Richard Bath comments:
"every country has, at some stage, a double-act which sees two players through sheer longevity, become mentioned in the same breath... One of the most enduring partnerships was that of Jed-Forest's Roy Laidlaw and Selkirk's John Rutherford. For nigh on a decade, the two were immovable at half-back for Scotland. Unlike most of the other famous pairings, however, it was Laidlaw and Rutherford's differences rather than their similarities, that melded them into an outstanding partnership. On the one hand, there was the peerless Rutherford, all grace and poise, who could glide through tackles and drill a ball onto a sixpence in the opposition's 22. On the other, there was Laidlaw, a gutsy fighter in the classic Borders mould. The pair played together on 35 occasions, a world record for a half-back partnership."
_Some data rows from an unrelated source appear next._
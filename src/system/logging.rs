//! Logging system initialization
//!
//! This module provides functions to initialize the tracing/logging system
//! based on application configuration.

use tracing_appender::rolling;

use crate::config::LoggingConfig;

/// Initialize logging system based on configuration
///
/// This sets up the logging system according to the loaded configuration,
/// including file output, log rotation, and formatting.
///
/// **Note**: This should be called only once during application startup,
/// after the configuration has been loaded.
///
/// # Returns
/// * `WorkerGuard` - Must be kept alive for the duration of the program
///   to ensure non-blocking log writes are flushed
///
/// # Panics
/// * If creating the log appender fails
/// * If setting the global subscriber fails (e.g., already initialized)
pub fn init_logging(config: &LoggingConfig) -> tracing_appender::non_blocking::WorkerGuard {
    let writer: Box<dyn std::io::Write + Send + Sync> = match config.file.as_deref() {
        Some(log_file) if !log_file.is_empty() && config.enable_rotation => {
            let dir = std::path::Path::new(log_file)
                .parent()
                .filter(|p| !p.as_os_str().is_empty())
                .unwrap_or(std::path::Path::new("."));
            let filename = std::path::Path::new(log_file)
                .file_name()
                .and_then(|f| f.to_str())
                .unwrap_or("sitepulse.log");
            let appender = rolling::Builder::new()
                .rotation(rolling::Rotation::DAILY)
                .filename_prefix(filename.trim_end_matches(".log"))
                .filename_suffix("log")
                .max_log_files(config.max_backups as usize)
                .build(dir)
                .expect("Failed to create rolling log appender");
            Box::new(appender)
        }
        Some(log_file) if !log_file.is_empty() => {
            let file = std::fs::OpenOptions::new()
                .create(true)
                .append(true)
                .open(log_file)
                .expect("Failed to open log file");
            Box::new(file)
        }
        _ => Box::new(std::io::stdout()),
    };

    let (non_blocking_writer, guard) = tracing_appender::non_blocking(writer);
    let filter = tracing_subscriber::EnvFilter::try_from_default_env()
        .unwrap_or_else(|_| tracing_subscriber::EnvFilter::new(config.level.clone()));

    let subscriber_builder = tracing_subscriber::fmt()
        .with_writer(non_blocking_writer)
        .with_env_filter(filter)
        .with_level(true)
        .with_ansi(config.file.as_ref().is_none_or(|f| f.is_empty()));

    if config.format == "json" {
        subscriber_builder.json().init();
    } else {
        subscriber_builder.init();
    }

    guard
}
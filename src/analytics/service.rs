//! 报表服务，HTTP 与 CLI 共用

use std::sync::Arc;

use chrono::{DateTime, Utc};
use tracing::{debug, error};

use super::{AnalyticsReport, AnalyticsSource, ReportOptions, TrailingWindow, build_report};
use crate::errors::{Result, SitepulseError};

/// 报表服务
#[derive(Clone)]
pub struct AnalyticsService {
    source: Arc<dyn AnalyticsSource>,
    options: ReportOptions,
}

impl AnalyticsService {
    pub fn new(source: Arc<dyn AnalyticsSource>, options: ReportOptions) -> Self {
        Self { source, options }
    }

    pub fn options(&self) -> ReportOptions {
        self.options
    }

    /// 以当前时间为终点生成报表
    pub async fn report(&self, window: TrailingWindow) -> Result<AnalyticsReport> {
        self.report_at(window, Utc::now()).await
    }

    /// 以指定时间为终点生成报表
    pub async fn report_at(
        &self,
        window: TrailingWindow,
        now: DateTime<Utc>,
    ) -> Result<AnalyticsReport> {
        let since = window.start_from(now);

        let visits = self.source.visits_since(since).await.map_err(|e| {
            error!("AnalyticsService: failed to fetch visits: {}", e);
            SitepulseError::analytics_query_failed(format!("Failed to fetch visits: {}", e))
        })?;

        let events = self
            .source
            .recent_events_since(since, self.options.event_sample_limit)
            .await
            .map_err(|e| {
                error!("AnalyticsService: failed to fetch events: {}", e);
                SitepulseError::analytics_query_failed(format!("Failed to fetch events: {}", e))
            })?;

        debug!(
            "AnalyticsService: building {} report from {} visits and {} events",
            window,
            visits.len(),
            events.len()
        );

        Ok(build_report(window, since, &visits, &events, self.options))
    }
}
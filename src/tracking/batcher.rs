//! 交互事件批量写入
//!
//! 事件先进入内存队列，每次入队都会重置防抖定时器；
//! 定时器到期或页面卸载时整批写入。写入失败时整批丢弃，
//! 不会重新入队，也不会重试。

use parking_lot::{Mutex, RwLock};
use std::sync::Arc;
use tokio::task::JoinHandle;
use tokio::time::Duration;
use tracing::{debug, trace, warn};

use super::sink::{EventStore, TelemetrySink};
use super::{EventRecord, NewEvent, TrackingContext};

/// 一次刷盘的结果
#[derive(Debug, Clone, Copy, PartialEq, Eq)]
pub enum FlushOutcome {
    /// 未获得 analytics 同意或埋点已关闭，没有发起写入
    Skipped,
    /// 队列为空，没有发起写入
    Empty,
    /// 写入成功的事件数
    Written(usize),
    /// 写入失败后丢弃的事件数
    Dropped(usize),
}

struct BatcherInner {
    queue: Mutex<Vec<EventRecord>>,
    current_path: RwLock<String>,
    context: TrackingContext,
    store: Arc<dyn EventStore>,
    timer: super::DebounceTimer,
}

/// 事件批量写入器
///
/// 克隆共享同一个队列。
#[derive(Clone)]
pub struct EventBatcher {
    inner: Arc<BatcherInner>,
}

impl EventBatcher {
    pub fn new(context: TrackingContext, store: Arc<dyn EventStore>, debounce: Duration) -> Self {
        Self {
            inner: Arc::new(BatcherInner {
                queue: Mutex::new(Vec::new()),
                current_path: RwLock::new("/".to_string()),
                context,
                store,
                timer: super::DebounceTimer::new(debounce),
            }),
        }
    }

    /// 设置之后入队事件所属的页面
    pub fn set_current_path(&self, path: &str) {
        *self.inner.current_path.write() = path.to_string();
    }

    pub fn current_path(&self) -> String {
        self.inner.current_path.read().clone()
    }

    /// 入队并重置防抖定时器，未同意时直接忽略
    ///
    /// 返回事件是否进入了队列。
    pub fn track_event(&self, event: NewEvent) -> bool {
        let context = &self.inner.context;
        if !context.tracking_allowed() {
            trace!(
                "EventBatcher: analytics consent missing, dropping {}",
                event.event_type
            );
            return false;
        }

        let record = EventRecord {
            session_id: context.session_id.clone(),
            fingerprint: Some(context.fingerprint.clone()),
            page_path: self.current_path(),
            event,
        };

        let queued = {
            let mut queue = self.inner.queue.lock();
            queue.push(record);
            queue.len()
        };
        trace!("EventBatcher: queued event, {} pending", queued);

        let batcher = self.clone();
        self.inner.timer.arm(move || async move {
            debug!("EventBatcher: debounce elapsed, flushing");
            batcher.flush().await;
        });

        true
    }

    /// 立即写出队列中的全部事件
    pub async fn flush(&self) -> FlushOutcome {
        if !self.inner.context.tracking_allowed() {
            trace!("EventBatcher: analytics consent missing, flush skipped");
            return FlushOutcome::Skipped;
        }

        let batch = std::mem::take(&mut *self.inner.queue.lock());
        if batch.is_empty() {
            trace!("EventBatcher: No events to flush");
            return FlushOutcome::Empty;
        }

        let count = batch.len();
        match self.inner.store.insert_events(batch).await {
            Ok(()) => {
                debug!("EventBatcher: Successfully flushed {} events", count);
                FlushOutcome::Written(count)
            }
            Err(e) => {
                warn!(
                    "EventBatcher: insert_events failed: {}, {} events dropped",
                    e, count
                );
                FlushOutcome::Dropped(count)
            }
        }
    }

    /// 页面卸载：取消定时器并在后台写出剩余事件
    ///
    /// 返回的句柄可以忽略。
    pub fn teardown(&self) -> JoinHandle<FlushOutcome> {
        let batcher = self.clone();
        self.inner
            .timer
            .fire_now(move || async move { batcher.flush().await })
    }

    /// 当前排队的事件数
    pub fn pending(&self) -> usize {
        self.inner.queue.lock().len()
    }

    pub fn context(&self) -> &TrackingContext {
        &self.inner.context
    }
}

impl TelemetrySink for EventBatcher {
    fn record(&self, event: NewEvent) {
        self.track_event(event);
    }
}
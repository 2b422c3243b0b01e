use async_trait::async_trait;
use chrono::Utc;
use sea_orm::EntityTrait;
use tracing::debug;

use super::SeaOrmStore;
use super::converters::event_to_active_model;
use crate::tracking::{EventRecord, EventStore};

use migration::entities::interaction_event;

#[async_trait]
impl EventStore for SeaOrmStore {
    async fn insert_events(&self, events: Vec<EventRecord>) -> anyhow::Result<()> {
        if events.is_empty() {
            return Ok(());
        }

        let count = events.len();
        let now = Utc::now();
        let models: Vec<interaction_event::ActiveModel> = events
            .into_iter()
            .map(|record| event_to_active_model(record, now))
            .collect();

        interaction_event::Entity::insert_many(models)
            .exec(&self.db)
            .await
            .map_err(|e| anyhow::anyhow!("Failed to insert interaction events: {}", e))?;

        debug!(
            "Interaction events written to {} database ({} records)",
            self.backend_name.to_uppercase(),
            count
        );
        Ok(())
    }
}
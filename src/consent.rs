//! Cookie 同意状态
//!
//! 记录访客对 necessary / analytics / marketing 三类追踪的选择，
//! 所有埋点在写入前都先查询这里。状态持久化在持久存储中，
//! 每次挂载时重新读取。

use std::sync::Arc;

use chrono::{DateTime, Utc};
use parking_lot::RwLock;
use serde::{Deserialize, Serialize};
use strum::{AsRefStr, EnumIter, EnumString};
use tracing::{debug, warn};

use crate::identity::{KeyValueStorage, keys};

/// 同意类别
#[derive(
    Debug, Clone, Copy, PartialEq, Eq, Hash, Serialize, Deserialize, EnumIter, EnumString, AsRefStr,
)]
#[serde(rename_all = "lowercase")]
#[strum(serialize_all = "lowercase", ascii_case_insensitive)]
pub enum ConsentCategory {
    Necessary,
    Analytics,
    Marketing,
}

/// 持久化的同意记录
#[derive(Debug, Clone, PartialEq, Eq, Serialize, Deserialize)]
#[serde(rename_all = "camelCase")]
pub struct ConsentState {
    /// 恒为 true
    pub necessary: bool,
    pub analytics: bool,
    pub marketing: bool,
    pub banner_dismissed: bool,
    #[serde(default)]
    pub dismissed_at: Option<DateTime<Utc>>,
}

impl Default for ConsentState {
    fn default() -> Self {
        Self {
            necessary: true,
            analytics: false,
            marketing: false,
            banner_dismissed: false,
            dismissed_at: None,
        }
    }
}

impl ConsentState {
    pub fn allows(&self, category: ConsentCategory) -> bool {
        match category {
            ConsentCategory::Necessary => true,
            ConsentCategory::Analytics => self.analytics,
            ConsentCategory::Marketing => self.marketing,
        }
    }
}

/// 同意闸门
///
/// 克隆开销很小，所有克隆共享同一份状态。
#[derive(Clone)]
pub struct ConsentGate {
    state: Arc<RwLock<ConsentState>>,
    storage: Arc<dyn KeyValueStorage>,
}

impl ConsentGate {
    /// 从存储恢复状态，缺失或损坏时使用默认值
    pub fn load(storage: Arc<dyn KeyValueStorage>) -> Self {
        let state = match storage.get(keys::CONSENT) {
            Ok(Some(raw)) => match serde_json::from_str::<ConsentState>(&raw) {
                Ok(mut state) => {
                    state.necessary = true;
                    state
                }
                Err(e) => {
                    warn!("ConsentGate: stored consent is unreadable, resetting: {}", e);
                    ConsentState::default()
                }
            },
            Ok(None) => ConsentState::default(),
            Err(e) => {
                debug!("ConsentGate: storage unavailable, using defaults: {}", e);
                ConsentState::default()
            }
        };

        Self {
            state: Arc::new(RwLock::new(state)),
            storage,
        }
    }

    /// 接受全部
    pub fn accept_all(&self) {
        self.mutate(|state| {
            state.analytics = true;
            state.marketing = true;
            state.banner_dismissed = true;
            state.dismissed_at = Some(Utc::now());
        });
    }

    /// 仅必要
    pub fn accept_necessary_only(&self) {
        self.mutate(|state| {
            state.analytics = false;
            state.marketing = false;
            state.banner_dismissed = true;
            state.dismissed_at = Some(Utc::now());
        });
    }

    /// 修改单个类别，不关闭横幅；necessary 不可关闭
    pub fn update_consent(&self, category: ConsentCategory, value: bool) {
        match category {
            ConsentCategory::Necessary => {
                if !value {
                    debug!("ConsentGate: necessary consent cannot be revoked, ignoring");
                }
            }
            ConsentCategory::Analytics => self.mutate(|state| state.analytics = value),
            ConsentCategory::Marketing => self.mutate(|state| state.marketing = value),
        }
    }

    pub fn has_consent(&self, category: ConsentCategory) -> bool {
        self.state.read().allows(category)
    }

    pub fn should_show_banner(&self) -> bool {
        !self.state.read().banner_dismissed
    }

    /// 当前状态快照
    pub fn state(&self) -> ConsentState {
        self.state.read().clone()
    }

    fn mutate(&self, f: impl FnOnce(&mut ConsentState)) {
        let snapshot = {
            let mut state = self.state.write();
            f(&mut state);
            state.clone()
        };

        match serde_json::to_string(&snapshot) {
            Ok(raw) => {
                if let Err(e) = self.storage.set(keys::CONSENT, &raw) {
                    warn!("ConsentGate: failed to persist consent: {}", e);
                }
            }
            Err(e) => warn!("ConsentGate: failed to serialize consent: {}", e),
        }
    }
}
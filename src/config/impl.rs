use std::sync::{Arc, OnceLock};

use arc_swap::ArcSwap;

use super::StaticConfig;

static CONFIG: OnceLock<ArcSwap<StaticConfig>> = OnceLock::new();

/// Get the global configuration instance
///
/// Returns an Arc pointer to the configuration, which is cheap to clone
/// and doesn't hold any locks.
pub fn get_config() -> Arc<StaticConfig> {
    CONFIG
        .get()
        .expect("Config not initialized. Call init_config() first.")
        .load_full()
}

/// Get the global configuration if it has been initialized
pub fn try_get_config() -> Option<Arc<StaticConfig>> {
    CONFIG.get().map(|c| c.load_full())
}

/// Initialize the global configuration
///
/// Loads configuration from `path` (default "config.toml").
/// If the file doesn't exist, uses in-memory defaults.
///
/// # Examples
/// ```no_run
/// use sitepulse::config::init_config;
/// init_config(None);
/// ```
pub fn init_config(path: Option<&str>) {
    CONFIG.get_or_init(|| ArcSwap::from_pointee(StaticConfig::load(path)));
}

/// Replace the global configuration (used by tests and `config` reloads)
pub fn set_config(config: StaticConfig) {
    match CONFIG.get() {
        Some(current) => current.store(Arc::new(config)),
        None => {
            CONFIG.get_or_init(|| ArcSwap::from_pointee(config));
        }
    }
}
//! Generate config command

use std::io::{self, BufRead, Write};
use std::path::Path;

use colored::Colorize;

use crate::interfaces::cli::CliError;

/// Generate example configuration file
pub async fn config_generate(output_path: Option<String>, force: bool) -> Result<(), CliError> {
    let path = output_path.unwrap_or_else(|| "config.example.toml".to_string());

    if !force && Path::new(&path).exists() {
        print!(
            "{} {} {}",
            "File already exists:".yellow(),
            path.blue(),
            "Overwrite? [y/N] ".yellow()
        );
        io::stdout()
            .flush()
            .map_err(|e| CliError::CommandError(e.to_string()))?;

        let mut input = String::new();
        io::stdin()
            .lock()
            .read_line(&mut input)
            .map_err(|e| CliError::CommandError(e.to_string()))?;
        if !input.trim().eq_ignore_ascii_case("y") {
            println!("{}", "Aborted.".red());
            return Ok(());
        }
    }

    crate::config::StaticConfig::default()
        .save_to_file(&path)
        .map_err(|e| {
            CliError::CommandError(format!("Unable to write configuration file: {}", e))
        })?;

    println!(
        "  {} {}",
        "Configuration file generated:".green(),
        path.blue()
    );
    println!(
        "  {}",
        "Set api.admin_token to enable the admin report endpoint".dimmed()
    );
    Ok(())
}
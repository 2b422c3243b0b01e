//! CLI interface module

pub mod commands;

use std::fmt;

use crate::cli::{Commands, ConfigCommands};
use commands::{config_generate, run_migrations, show_report};

#[derive(Debug)]
pub enum CliError {
    StorageError(String),
    ParseError(String),
    CommandError(String),
}

impl CliError {
    /// Format as simple output
    pub fn format_simple(&self) -> String {
        match self {
            CliError::StorageError(msg) => format!("Storage error: {}", msg),
            CliError::ParseError(msg) => format!("Parse error: {}", msg),
            CliError::CommandError(msg) => format!("Command error: {}", msg),
        }
    }

    /// Format as colored output
    pub fn format_colored(&self) -> String {
        use colored::Colorize;
        match self {
            CliError::StorageError(msg) => {
                format!("{} {}", "Storage error:".red().bold(), msg.white())
            }
            CliError::ParseError(msg) => {
                format!("{} {}", "Parse error:".yellow().bold(), msg.white())
            }
            CliError::CommandError(msg) => {
                format!("{} {}", "Command error:".red().bold(), msg.white())
            }
        }
    }
}

impl fmt::Display for CliError {
    fn fmt(&self, f: &mut fmt::Formatter<'_>) -> fmt::Result {
        write!(f, "{}", self.format_simple())
    }
}

impl std::error::Error for CliError {}

impl From<crate::errors::SitepulseError> for CliError {
    fn from(err: crate::errors::SitepulseError) -> Self {
        match err {
            crate::errors::SitepulseError::Validation(msg) => CliError::ParseError(msg),
            other => CliError::StorageError(other.to_string()),
        }
    }
}

/// Run a CLI command from clap-parsed input
pub async fn run_cli_command(cmd: Commands) -> Result<(), CliError> {
    match cmd {
        Commands::Report { days, json } => show_report(days, json).await,
        Commands::Migrate => run_migrations().await,
        Commands::Config {
            action: ConfigCommands::Generate { output_path, force },
        } => config_generate(output_path, force).await,
        Commands::Serve => Err(CliError::CommandError(
            "serve is handled by the server runtime".to_string(),
        )),
    }
}
//! Admin report tests
//!
//! Seeds the in-memory store with timestamped rows and checks the trailing
//! window report built by `AnalyticsService`.

use std::sync::Arc;

use chrono::{DateTime, Duration, TimeZone, Utc};

use sitepulse::analytics::{AnalyticsService, ReportOptions, TrailingWindow};
use sitepulse::errors::SitepulseError;
use sitepulse::identity::{Fingerprint, SessionId};
use sitepulse::storage::MemoryStore;
use sitepulse::tracking::{EventRecord, EventType, NewEvent, VisitRecord};

// =============================================================================
// Test Setup
// =============================================================================

fn now() -> DateTime<Utc> {
    Utc.with_ymd_and_hms(2026, 3, 15, 12, 0, 0).unwrap()
}

fn visit(session: &str, fp: Option<&str>, path: &str, device: &str) -> VisitRecord {
    VisitRecord {
        id: 0,
        session_id: session.to_string(),
        fingerprint: fp.map(str::to_string),
        page_path: path.to_string(),
        device_type: device.to_string(),
        referrer: None,
        scroll_depth: 0,
        time_on_page: 0,
        clicks: 0,
        created_at: now(),
    }
}

fn event(event: NewEvent) -> EventRecord {
    EventRecord {
        session_id: SessionId::from("s-1"),
        fingerprint: Some(Fingerprint::from("abc123")),
        page_path: "/".to_string(),
        event,
    }
}

fn service(store: Arc<MemoryStore>, options: ReportOptions) -> AnalyticsService {
    AnalyticsService::new(store, options)
}

/// 7 天内三位访客、四次访问，外加一条 10 天前的访问
fn seeded_store() -> Arc<MemoryStore> {
    let store = Arc::new(MemoryStore::new());
    let day = Duration::days(1);

    let mut home = visit("s-1", Some("fp-a"), "/", "desktop");
    home.time_on_page = 30;
    home.scroll_depth = 80;
    store.insert_visit_at(home, now() - day);

    let mut services = visit("s-1", Some("fp-a"), "/services", "desktop");
    services.time_on_page = 0;
    services.scroll_depth = 0;
    store.insert_visit_at(services, now() - day);

    let mut mobile = visit("s-2", Some("fp-a"), "/", "mobile");
    mobile.time_on_page = 61;
    mobile.scroll_depth = 41;
    store.insert_visit_at(mobile, now() - day * 2);

    store.insert_visit_at(visit("s-3", None, "/contact", "tablet"), now() - day * 6);
    store.insert_visit_at(visit("s-old", Some("fp-z"), "/", "desktop"), now() - day * 10);

    store.insert_event_at(
        event(NewEvent::new(EventType::CtaClick).with_metadata("category", "hero")),
        now() - day,
    );
    store.insert_event_at(
        event(NewEvent::new(EventType::ServiceClick).with_metadata("category", "web")),
        now() - day,
    );
    store.insert_event_at(
        event(NewEvent::new(EventType::CtaClick).with_metadata("category", "hero")),
        now() - day * 2,
    );
    store.insert_event_at(event(NewEvent::new(EventType::Click)), now() - day * 3);
    store.insert_event_at(event(NewEvent::new(EventType::Click)), now() - day * 20);

    store
}

// =============================================================================
// Report
// =============================================================================

#[tokio::test]
async fn test_week_report_over_seeded_rows() {
    let report = service(seeded_store(), ReportOptions::default())
        .report_at(TrailingWindow::Week, now())
        .await
        .unwrap();

    assert_eq!(report.since, now() - Duration::days(7));
    assert_eq!(report.total_visits, 4);
    assert_eq!(report.unique_sessions, 3);
    assert_eq!(report.unique_fingerprints, 1);

    // 只统计正值：(30 + 61) / 2，(80 + 41) / 2
    assert_eq!(report.avg_time_on_page, 46);
    assert_eq!(report.avg_scroll_depth, 61);

    assert_eq!(report.devices.desktop, 2);
    assert_eq!(report.devices.mobile, 1);
    assert_eq!(report.devices.tablet, 1);

    assert_eq!(report.top_pages[0].name, "/");
    assert_eq!(report.top_pages[0].count, 2);

    assert_eq!(report.event_sample_size, 4);
    assert!(!report.event_sample_truncated);
    assert_eq!(report.top_event_types[0].name, "cta_click");
    assert_eq!(report.top_event_types[0].count, 2);
    assert_eq!(report.top_categories[0].name, "hero");
    assert_eq!(report.top_categories.len(), 2);
}

#[tokio::test]
async fn test_month_window_includes_older_rows() {
    let report = service(seeded_store(), ReportOptions::default())
        .report_at(TrailingWindow::Month, now())
        .await
        .unwrap();

    assert_eq!(report.total_visits, 5);
    assert_eq!(report.unique_sessions, 4);
    assert_eq!(report.unique_fingerprints, 2);
    assert_eq!(report.event_sample_size, 5);
}

#[tokio::test]
async fn test_event_sample_is_capped_to_most_recent() {
    let store = seeded_store();
    let report = service(
        store,
        ReportOptions {
            event_sample_limit: 2,
            top_n: 10,
        },
    )
    .report_at(TrailingWindow::Quarter, now())
    .await
    .unwrap();

    assert_eq!(report.event_sample_size, 2);
    assert!(report.event_sample_truncated);

    // 最近的两条都在前一天
    let mut types: Vec<_> = report
        .top_event_types
        .iter()
        .map(|e| e.name.as_str())
        .collect();
    types.sort();
    assert_eq!(types, ["cta_click", "service_click"]);
}

#[tokio::test]
async fn test_empty_store_reports_zeroes() {
    let report = service(Arc::new(MemoryStore::new()), ReportOptions::default())
        .report_at(TrailingWindow::Week, now())
        .await
        .unwrap();

    assert_eq!(report.total_visits, 0);
    assert_eq!(report.unique_sessions, 0);
    assert_eq!(report.avg_time_on_page, 0);
    assert_eq!(report.avg_scroll_depth, 0);
    assert!(report.top_pages.is_empty());
    assert!(report.top_categories.is_empty());
}

#[tokio::test]
async fn test_read_failure_maps_to_query_error() {
    let store = seeded_store();
    store.set_fail_reads(true);

    let err = service(store, ReportOptions::default())
        .report_at(TrailingWindow::Week, now())
        .await
        .unwrap_err();
    assert!(matches!(err, SitepulseError::AnalyticsQueryFailed(_)));
}

#[test]
fn test_window_parsing() {
    assert_eq!("30d".parse::<TrailingWindow>().unwrap(), TrailingWindow::Month);
    assert_eq!(TrailingWindow::try_from(90u32).unwrap(), TrailingWindow::Quarter);
    assert!(TrailingWindow::try_from(14u32).is_err());
}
====British and Irish Lions====

Laidlaw gained a place in the test team on the 1983 British Lions tour to New Zealand, after the loss of first Terry Holmes and then Nigel Melville to injury, playing in all four tests. In total he played in a notably high number of games; 13 of the 18. He scored two tries on the tour and captained the Lions team twice, in the victories over West Coast and Wairarapa Bush.

===Coaching career===

He was Head Coach of the Combined Scottish Districts side in 1996 when they played Australia in November at McDiarmid Park. This was the last time that the combined Scottish Districts team played; their match with Australia organised before the SRU professionalised its 4 home-based district teams into the Glasgow Warriors, Edinburgh Rugby, Caledonia Reds and the Border Reivers.

==Personal life==
Laidlaw's son Clark Laidlaw played and coached rugby, and his nephew Greig Laidlaw was selected 76 times for Scotland, also as a scrum-half.

Laidlaw announced on 21 October 2020 that he has dementia and that it may have been worsened by his rugby career.

He was appointed Honorary Captain of Jedburgh Golf Club in 2021.